POWER PAST FRACKED GAS

[KALAMA, WA]Washington state regulators have 30 days to deny or approve the world’s largest fracked gas-to-methanol refinery. Cowlitz County completed its review today, starting a 30-day clock for the Department of Ecology to decide the fate of the project. Governor Jay Inslee announced opposition to the project earlier this year based on the refinery’s significant climate impacts. Northwest Innovation Works’ proposal would consume a stunning amount of fracked gas—more than all other Washington industry combined—and would quickly become Washington’s largest greenhouse gas polluter. The refinery also faces significant opposition from local communities.

“Governor Inslee took a strong stand against this refinery, realizing it will undermine Washington’s clean energy goals. We are counting on Ecology to recognize the threat this project poses to our community and our climate, and to reject the permit,” said Kalama resident Linda Leonard.

In August, a broad coalition of organizations joined Kalama residents in denouncing the environmental review for the project.

 “The State of Washington is being asked to sign off on this project based on a woefully inaccurate environmental impact statement,” said Cecile Gernez, Organizer with the Sierra Club Washington State Chapter. “We’re counting on the Department of Ecology to protect our communities by rejecting this dirty and dangerous proposal.”

“We urge Ecology to recognize the risk that the world’s largest fracked gas-to-methanol refinery will pose to our climate, our community, and our state’s clean energy goals,” said Mark Uhart, a Kalama resident. “Northwest Innovation Works continues to dramatically understate the amount of greenhouse gases from the refinery and the fracked gas that it will use. Ecology should recognize these flaws and deny the proposal.”

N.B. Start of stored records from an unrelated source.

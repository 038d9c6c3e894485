// src/api/notification.rs
use crate::app_state::AppState;
use crate::db::queries::notification::*;
use axum::{
    routing::{get, post},
    Router,
};

pub fn notification_routes() -> Router<AppState> {
    Router::new()
        .route("/notifications", get(get_notifications))
        .route("/notifications/count", get(get_notification_count))
        .route(
            "/notifications/{notification_id}/dismiss",
            post(dismiss_notification),
        )
}
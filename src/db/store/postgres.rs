use std::time::Duration;

use async_trait::async_trait;
use serde_json::Value;
use sqlx::postgres::PgPoolOptions;
use sqlx::types::Json;
use sqlx::PgPool;
use tracing::info;
use uuid::Uuid;

use super::{RequestStore, StoreError, StoreResult};
use crate::db::models::clearance::{ClearanceRecord, ClearanceRequest};

/// PostgreSQL-backed store. Each row carries the full JSON record.
#[derive(Debug, Clone)]
pub struct PgStore {
    pool: PgPool,
}

impl PgStore {
    pub fn new(pool: PgPool) -> Self {
        Self { pool }
    }

    /// Connects, then applies pending migrations.
    pub async fn connect(database_url: &str) -> StoreResult<Self> {
        let pool = PgPoolOptions::new()
            .max_connections(10)
            .min_connections(2)
            .idle_timeout(Duration::from_secs(30))
            .connect(database_url)
            .await?;
        sqlx::migrate!("./migrations").run(&pool).await?;
        info!("Connected to PostgreSQL and applied migrations");
        Ok(Self::new(pool))
    }

    /// Scalar columns shadowing the JSON body: status and approver as they appear on the wire.
    fn columns(request: &ClearanceRequest) -> StoreResult<(String, String)> {
        let record = serde_json::to_value(ClearanceRecord::from(request.clone()))?;
        let text = |key: &str| {
            record
                .get(key)
                .and_then(|v| v.as_str())
                .unwrap_or_default()
                .to_string()
        };
        Ok((text("status"), text("currentApprover")))
    }
}

/// A body that no longer decodes is a serialization fault, not a database one.
fn decode_body(body: Value) -> StoreResult<ClearanceRequest> {
    Ok(serde_json::from_value(body)?)
}

#[async_trait]
impl RequestStore for PgStore {
    async fn list(&self) -> StoreResult<Vec<ClearanceRequest>> {
        let rows: Vec<(Json<Value>,)> =
            sqlx::query_as("SELECT body FROM clearance_requests ORDER BY seq")
                .fetch_all(&self.pool)
                .await?;
        rows.into_iter().map(|(Json(body),)| decode_body(body)).collect()
    }

    async fn get(&self, id: Uuid) -> StoreResult<Option<ClearanceRequest>> {
        let row: Option<(Json<Value>,)> =
            sqlx::query_as("SELECT body FROM clearance_requests WHERE id = $1")
                .bind(id)
                .fetch_optional(&self.pool)
                .await?;
        row.map(|(Json(body),)| decode_body(body)).transpose()
    }

    async fn insert(&self, request: &ClearanceRequest) -> StoreResult<()> {
        let (status, current_approver) = Self::columns(request)?;
        let result = sqlx::query(
            r#"
            INSERT INTO clearance_requests (id, user_id, status, current_approver, submitted_at, body)
            VALUES ($1, $2, $3, $4, $5, $6)
            ON CONFLICT (id) DO NOTHING
            "#,
        )
        .bind(request.id)
        .bind(&request.user_id)
        .bind(status)
        .bind(current_approver)
        .bind(request.submitted_at)
        .bind(Json(request))
        .execute(&self.pool)
        .await?;

        if result.rows_affected() == 0 {
            return Err(StoreError::Duplicate(request.id));
        }
        Ok(())
    }

    async fn replace(&self, request: &ClearanceRequest) -> StoreResult<()> {
        let (status, current_approver) = Self::columns(request)?;
        let result = sqlx::query(
            r#"
            UPDATE clearance_requests
            SET status = $2, current_approver = $3, body = $4
            WHERE id = $1
            "#,
        )
        .bind(request.id)
        .bind(status)
        .bind(current_approver)
        .bind(Json(request))
        .execute(&self.pool)
        .await?;

        if result.rows_affected() == 0 {
            return Err(StoreError::Missing(request.id));
        }
        Ok(())
    }

    async fn ping(&self) -> StoreResult<()> {
        sqlx::query("SELECT 1").fetch_optional(&self.pool).await?;
        Ok(())
    }
}

#[cfg(test)]
mod tests {
    use super::*;
    use serde_json::json;

    #[test]
    fn corrupt_body_is_a_serialization_error() {
        let err = decode_body(json!({ "id": "not-a-request" })).unwrap_err();
        assert!(matches!(err, StoreError::Serialization(_)));
    }

    #[test]
    fn stored_body_decodes() {
        let request = decode_body(json!({
            "id": "7f1c1a7e-52a4-4bd4-9f0e-3f1c2d8b9a10",
            "type": "Library Clearance",
            "userId": "t-7",
            "userName": "Hanna Tesfaye",
            "submittedAt": "2025-05-10T09:30:00Z",
            "status": "Pending",
            "approvalChain": ["Library"],
            "currentApprover": "Library",
            "approvals": []
        }))
        .unwrap();
        assert_eq!(request.user_id, "t-7");
    }
}
impl ApproverRole {
    pub const ALL: [ApproverRole; 7] = [
        ApproverRole::DepartmentHead,
        ApproverRole::Library,
        ApproverRole::Finance,
        ApproverRole::Registrar,
        ApproverRole::Dormitory,
        ApproverRole::StudentAffairs,
        ApproverRole::HumanResources,
    ];

    pub fn as_str(&self) -> &'static str {
        match self {
            ApproverRole::DepartmentHead => "DepartmentHead",
            ApproverRole::Library => "Library",
            ApproverRole::Finance => "Finance",
            ApproverRole::Registrar => "Registrar",
            ApproverRole::Dormitory => "Dormitory",
            ApproverRole::StudentAffairs => "StudentAffairs",
            ApproverRole::HumanResources => "HumanResources",
        }
    }
}

impl fmt::Display for ApproverRole {
    fn fmt(&self, f: &mut fmt::Formatter<'_>) -> fmt::Result {
        f.write_str(self.as_str())
    }
}

impl FromStr for ApproverRole {
    type Err = String;

    fn from_str(s: &str) -> Result<Self, Self::Err> {
        ApproverRole::ALL
            .into_iter()
            .find(|role| role.as_str() == s)
            .ok_or_else(|| format!("unknown approver role '{s}'"))
    }
}

/// Request status as it appears on the wire.
///
/// `Approved` is a per-step outcome; a stored request is never left in it.
#[derive(Debug, Clone, Copy, PartialEq, Eq, Hash, Serialize, Deserialize, ToSchema)]
pub enum ClearanceStatus {
    Pending,
    Approved,
    Rejected,
    Completed,
    #[serde(rename = "Info Requested")]
    InfoRequested,
}

/// Outcome recorded in the approvals log.
#[derive(Debug, Clone, Copy, PartialEq, Eq, Serialize, Deserialize, ToSchema)]
pub enum Decision {
    Approved,
    Rejected,
    #[serde(rename = "Info Requested")]
    InfoRequested,
}

/// Display ordering hint: 1 = High, 2 = Medium, 3 = Low.
#[derive(Debug, Clone, Copy, PartialEq, Eq, PartialOrd, Ord, Hash, Serialize, Deserialize)]
#[serde(try_from = "u8", into = "u8")]
pub enum Priority {
    High = 1,
    Medium = 2,
    Low = 3,
}

impl TryFrom<u8> for Priority {
    type Error = String;

    fn try_from(value: u8) -> Result<Self, Self::Error> {
        match value {
            1 => Ok(Priority::High),
            2 => Ok(Priority::Medium),
            3 => Ok(Priority::Low),
            other => Err(format!("priority must be 1, 2 or 3 (got {other})")),
        }
    }
}

impl From<Priority> for u8 {
    fn from(priority: Priority) -> Self {
        priority as u8
    }
}

/// One entry of the approvals log.
#[derive(Debug, Clone, PartialEq, Serialize, Deserialize, ToSchema)]
#[serde(rename_all = "camelCase")]
pub struct ApprovalEntry {
    pub role: ApproverRole,
    pub status: Decision,
    pub timestamp: DateTime<Utc>,
    #[serde(default, skip_serializing_if = "Option::is_none")]
    pub comment: Option<String>,
}

/// Lifecycle position of a request.
///
/// Every non-terminal variant names the role the request is waiting on;
/// `Completed` has none.
#[derive(Debug, Clone, PartialEq, Eq)]
pub enum RequestState {
    Pending { current: ApproverRole },
    InfoRequested { current: ApproverRole, documents_needed: String },
    Rejected { current: ApproverRole, reason: String },
    Completed,
}

impl RequestState {
    pub fn status(&self) -> ClearanceStatus {
        match self {
            RequestState::Pending { .. } => ClearanceStatus::Pending,
            RequestState::InfoRequested { .. } => ClearanceStatus::InfoRequested,
            RequestState::Rejected { .. } => ClearanceStatus::Rejected,
            RequestState::Completed => ClearanceStatus::Completed,
        }
    }

    pub fn current_approver(&self) -> Option<ApproverRole> {
        match self {
            RequestState::Pending { current }
            | RequestState::InfoRequested { current, .. }
            | RequestState::Rejected { current, .. } => Some(*current),
            RequestState::Completed => None,
        }
    }
}

/// Ways a stored record can break the request invariants.
#[derive(Debug, Clone, PartialEq, Eq, thiserror::Error)]
pub enum RecordError {
    #[error("approval chain is empty")]
    EmptyChain,
    #[error("approval chain lists {0} more than once")]
    DuplicateRole(ApproverRole),
    #[error("status '{0:?}' is not a resting state")]
    TransientStatus(ClearanceStatus),
    #[error("current approver is missing for a {0:?} request")]
    MissingApprover(ClearanceStatus),
    #[error("completed request still names {0} as current approver")]
    CompletedWithApprover(ApproverRole),
    #[error("approval by {0} is out of chain order")]
    OutOfOrderApproval(ApproverRole),
    #[error("current approver {found} does not match next chain step {expected}")]
    ApproverMismatch { expected: ApproverRole, found: ApproverRole },
    #[error("request is completed but only {approved} of {required} steps are approved")]
    IncompleteChain { approved: usize, required: usize },
    #[error("every step is approved but the request is not completed")]
    ChainExhausted,
    #[error("{0:?} request has no detail text")]
    MissingDetail(ClearanceStatus),
}

/// A clearance request with its full approval history.
#[derive(Debug, Clone, PartialEq, Serialize, Deserialize)]
#[serde(try_from = "ClearanceRecord", into = "ClearanceRecord")]
pub struct ClearanceRequest {
    pub id: Uuid,
    pub clearance_type: ClearanceType,
    pub user_id: String,
    pub user_name: String,
    pub user_program: Option<String>,
    pub submitted_at: DateTime<Utc>,
    pub state: RequestState,
    pub approval_chain: Vec<ApproverRole>,
    pub approvals: Vec<ApprovalEntry>,
    pub documents: Vec<String>,
    pub priority: Option<Priority>,
    pub reason: Option<String>,
}

impl ClearanceRequest {
    pub fn status(&self) -> ClearanceStatus {
        self.state.status()
    }

    pub fn current_approver(&self) -> Option<ApproverRole> {
        self.state.current_approver()
    }

    pub fn rejection_reason(&self) -> Option<&str> {
        match &self.state {
            RequestState::Rejected { reason, .. } => Some(reason),
            _ => None,
        }
    }

    pub fn requested_documents(&self) -> Option<&str> {
        match &self.state {
            RequestState::InfoRequested { documents_needed, .. } => Some(documents_needed),
            _ => None,
        }
    }

    /// Number of chain steps already approved, in chain order.
    pub fn approved_steps(&self) -> Result<usize, RecordError> {
        let mut progress = 0;
        for entry in self.approvals.iter().filter(|e| e.status == Decision::Approved) {
            if self.approval_chain.get(progress) != Some(&entry.role) {
                return Err(RecordError::OutOfOrderApproval(entry.role));
            }
            progress += 1;
        }
        Ok(progress)
    }

    /// Checks every structural invariant of a request.
    pub fn validate(&self) -> Result<(), RecordError> {
        validate_chain(&self.approval_chain)?;
        let approved = self.approved_steps()?;
        let required = self.approval_chain.len();

        match self.state.current_approver() {
            None if approved == required => Ok(()),
            None => Err(RecordError::IncompleteChain { approved, required }),
            Some(_) if approved == required => Err(RecordError::ChainExhausted),
            Some(found) => {
                let expected = self.approval_chain[approved];
                if found == expected {
                    Ok(())
                } else {
                    Err(RecordError::ApproverMismatch { expected, found })
                }
            }
        }
    }
}

/// Chains must be non-empty and name each role at most once.
pub fn validate_chain(chain: &[ApproverRole]) -> Result<(), RecordError> {
    if chain.is_empty() {
        return Err(RecordError::EmptyChain);
    }
    for (i, role) in chain.iter().enumerate() {
        if chain[..i].contains(role) {
            return Err(RecordError::DuplicateRole(*role));
        }
    }
    Ok(())
}

/// Flat JSON layout of a request, as persisted and served.
#[derive(Debug, Clone, Serialize, Deserialize, ToSchema)]
#[serde(rename_all = "camelCase")]
pub struct ClearanceRecord {
    pub id: Uuid,
    #[serde(rename = "type")]
    pub clearance_type: ClearanceType,
    pub user_id: String,
    pub user_name: String,
    #[serde(default, skip_serializing_if = "Option::is_none")]
    pub user_program: Option<String>,
    pub submitted_at: DateTime<Utc>,
    pub status: ClearanceStatus,
    pub approval_chain: Vec<ApproverRole>,
    /// Role awaited next, or the string `"None"` once completed.
    #[serde(with = "current_approver")]
    #[schema(value_type = String, example = "Library")]
    pub current_approver: Option<ApproverRole>,
    #[serde(default)]
    pub approvals: Vec<ApprovalEntry>,
    #[serde(default)]
    pub documents: Vec<String>,
    #[serde(default, skip_serializing_if = "Option::is_none")]
    #[schema(value_type = Option<u8>, minimum = 1, maximum = 3)]
    pub priority: Option<Priority>,
    #[serde(default, skip_serializing_if = "Option::is_none")]
    pub rejection_reason: Option<String>,
    #[serde(default, skip_serializing_if = "Option::is_none")]
    pub requested_documents: Option<String>,
    #[serde(default, skip_serializing_if = "Option::is_none")]
    pub reason: Option<String>,
}

impl From<ClearanceRequest> for ClearanceRecord {
    fn from(request: ClearanceRequest) -> Self {
        let status = request.status();
        let current_approver = request.current_approver();
        let (rejection_reason, requested_documents) = match request.state {
            RequestState::Rejected { reason, .. } => (Some(reason), None),
            RequestState::InfoRequested { documents_needed, .. } => (None, Some(documents_needed)),
            RequestState::Pending { .. } | RequestState::Completed => (None, None),
        };

        ClearanceRecord {
            id: request.id,
            clearance_type: request.clearance_type,
            user_id: request.user_id,
            user_name: request.user_name,
            user_program: request.user_program,
            submitted_at: request.submitted_at,
            status,
            approval_chain: request.approval_chain,
            current_approver,
            approvals: request.approvals,
            documents: request.documents,
            priority: request.priority,
            rejection_reason,
            requested_documents,
            reason: request.reason,
        }
    }
}

impl TryFrom<ClearanceRecord> for ClearanceRequest {
    type Error = RecordError;

    fn try_from(record: ClearanceRecord) -> Result<Self, Self::Error> {
        // Detail fields fall back to the latest matching log entry.
        let latest_comment = |decision: Decision| {
            record
                .approvals
                .iter()
                .rev()
                .find(|e| e.status == decision)
                .and_then(|e| e.comment.clone())
        };
        let require_approver = || {
            record
                .current_approver
                .ok_or(RecordError::MissingApprover(record.status))
        };

        let state = match record.status {
            ClearanceStatus::Pending => RequestState::Pending {
                current: require_approver()?,
            },
            ClearanceStatus::InfoRequested => RequestState::InfoRequested {
                current: require_approver()?,
                documents_needed: record
                    .requested_documents
                    .clone()
                    .or_else(|| latest_comment(Decision::InfoRequested))
                    .ok_or(RecordError::MissingDetail(record.status))?,
            },
            ClearanceStatus::Rejected => RequestState::Rejected {
                current: require_approver()?,
                reason: record
                    .rejection_reason
                    .clone()
                    .or_else(|| latest_comment(Decision::Rejected))
                    .ok_or(RecordError::MissingDetail(record.status))?,
            },
            ClearanceStatus::Completed => match record.current_approver {
                Some(role) => return Err(RecordError::CompletedWithApprover(role)),
                None => RequestState::Completed,
            },
            ClearanceStatus::Approved => return Err(RecordError::TransientStatus(record.status)),
        };

        let request = ClearanceRequest {
            id: record.id,
            clearance_type: record.clearance_type,
            user_id: record.user_id,
            user_name: record.user_name,
            user_program: record.user_program,
            submitted_at: record.submitted_at,
            state,
            approval_chain: record.approval_chain,
            approvals: record.approvals,
            documents: record.documents,
            priority: record.priority,
            reason: record.reason,
        };
        request.validate()?;
        Ok(request)
    }
}
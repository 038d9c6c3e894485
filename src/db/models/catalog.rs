// src/db/models/catalog.rs
use serde::{Deserialize, Serialize};
use utoipa::{IntoParams, ToSchema};

use super::clearance::{ApproverRole, ClearanceType, SubmitterKind};

/// How a clearance type is processed: who signs off, in which order,
/// which reasons a submitter may pick and who may submit it.
#[derive(Debug, Clone, PartialEq, Eq, Serialize, Deserialize, ToSchema)]
#[serde(rename_all = "camelCase")]
pub struct WorkflowDefinition {
    pub clearance_type: ClearanceType,
    pub approval_chain: Vec<ApproverRole>,
    #[serde(default, skip_serializing_if = "Vec::is_empty")]
    pub reasons: Vec<String>,
    pub eligible_submitters: Vec<SubmitterKind>,
}

#[derive(Debug, Deserialize, IntoParams)]
#[serde(rename_all = "camelCase")]
pub struct WorkflowQuery {
    /// Clearance type label, e.g. `Graduation Clearance`.
    pub form_type: String,
}
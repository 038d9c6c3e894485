pub mod api;
pub mod app_state;
pub mod config;
pub mod db;
pub mod middleware;
pub mod utils;
pub mod workflow;

use std::sync::Arc;

use axum::middleware::from_fn_with_state;
use axum::Router;
use tower_http::cors::CorsLayer;
use tower_http::timeout::TimeoutLayer;
use tower_http::trace::TraceLayer;
use utoipa::OpenApi;
use utoipa_rapidoc::RapiDoc;
use utoipa_swagger_ui::SwaggerUi;

use crate::app_state::AppState;
use crate::config::{Config, StorageBackend};
use crate::db::queries::clearance::ClearanceDoc;
use crate::db::queries::notification::NotificationDoc;
use crate::db::store::{JsonFileStore, MemoryStore, PgStore, RequestStore, StoreResult};
use crate::middleware::auth::jwt_middleware;
use crate::utils::notification::NotificationCenter;
use crate::workflow::catalog::{CatalogError, WorkflowCatalog};
use crate::workflow::service::ClearanceService;

/// Opens the request store selected by `STORAGE_BACKEND`.
pub async fn build_store(config: &Config) -> StoreResult<Arc<dyn RequestStore>> {
    let store: Arc<dyn RequestStore> = match &config.storage {
        StorageBackend::Memory => {
            tracing::warn!("Using in-memory request store; requests are lost on restart");
            Arc::new(MemoryStore::new())
        }
        StorageBackend::File(path) => {
            tracing::info!("Using JSON request store at {}", path.display());
            Arc::new(JsonFileStore::new(path.clone()))
        }
        StorageBackend::Postgres(url) => Arc::new(PgStore::connect(url).await?),
    };
    Ok(store)
}

/// Built-in catalog unless `CATALOG_PATH` points at a replacement.
pub fn build_catalog(config: &Config) -> Result<WorkflowCatalog, CatalogError> {
    match &config.catalog_path {
        Some(path) => {
            tracing::info!("Loading workflow catalog from {}", path.display());
            WorkflowCatalog::from_file(path)
        }
        None => Ok(WorkflowCatalog::default()),
    }
}

pub fn build_state(config: Config, store: Arc<dyn RequestStore>, catalog: WorkflowCatalog) -> AppState {
    let notifications = Arc::new(NotificationCenter::new());
    let service = ClearanceService::new(store, catalog, notifications.clone());
    AppState {
        service: Arc::new(service),
        notifications,
        config: Arc::new(config),
    }
}

pub fn build_router(state: AppState) -> Router {
    let merged_doc = ClearanceDoc::openapi().merge_from(NotificationDoc::openapi());

    // Private routes
    let private_routes = Router::new()
        .merge(api::clearance::clearance_routes())
        .merge(api::notification::notification_routes())
        .route_layer(from_fn_with_state(state.clone(), jwt_middleware));

    Router::new()
        .merge(api::health::health_routes())
        .merge(private_routes)
        .merge(SwaggerUi::new("/swagger").url("/api-docs/openapi.json", merged_doc.clone()))
        .merge(RapiDoc::with_openapi("/api-docs/rapidoc.json", merged_doc).path("/rapidoc"))
        .layer(TraceLayer::new_for_http())
        .layer(TimeoutLayer::new(state.config.request_timeout))
        .layer(CorsLayer::permissive())
        .with_state(state)
}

“Ecology has a clear choice: protect our climate and the Columbia River, or authorize a climate-wrecking fracked gas-to-methanol refinery,” said Dan Serres, Conservation Director for Columbia Riverkeeper. “From day one, the company misled the public and regulators about the methanol refinery’s purpose and impact. Ecology should reject the company’s deceptions and deny this project.”

To date, members of the Power Past Fracked Gas Coalition have submitted nearly 150,000 comments and statements opposing fracked gas proposals in Washington, including Kalama Methanol and Tacoma LNG.

About the project: A subsidiary of the Chinese Academy of Sciences called Northwest Innovation Works proposes building two of the world’s largest fracked gas-to-methanol refineries in Kalama, Washington, and Port Westward, Oregon. Methanol is used to make plastic or burned as fuel. A single refinery could consume 320 million cubic feet of fracked gas per day, more than all other industrial uses in Washington combined. The refinery would emit more than 1 million tons of greenhouse gases each year from the smokestacks alone—and emit up to 7 million tons when “upstream” methane leakage is considered, and an additional 5 million tons if the methanol is burned as a fuel.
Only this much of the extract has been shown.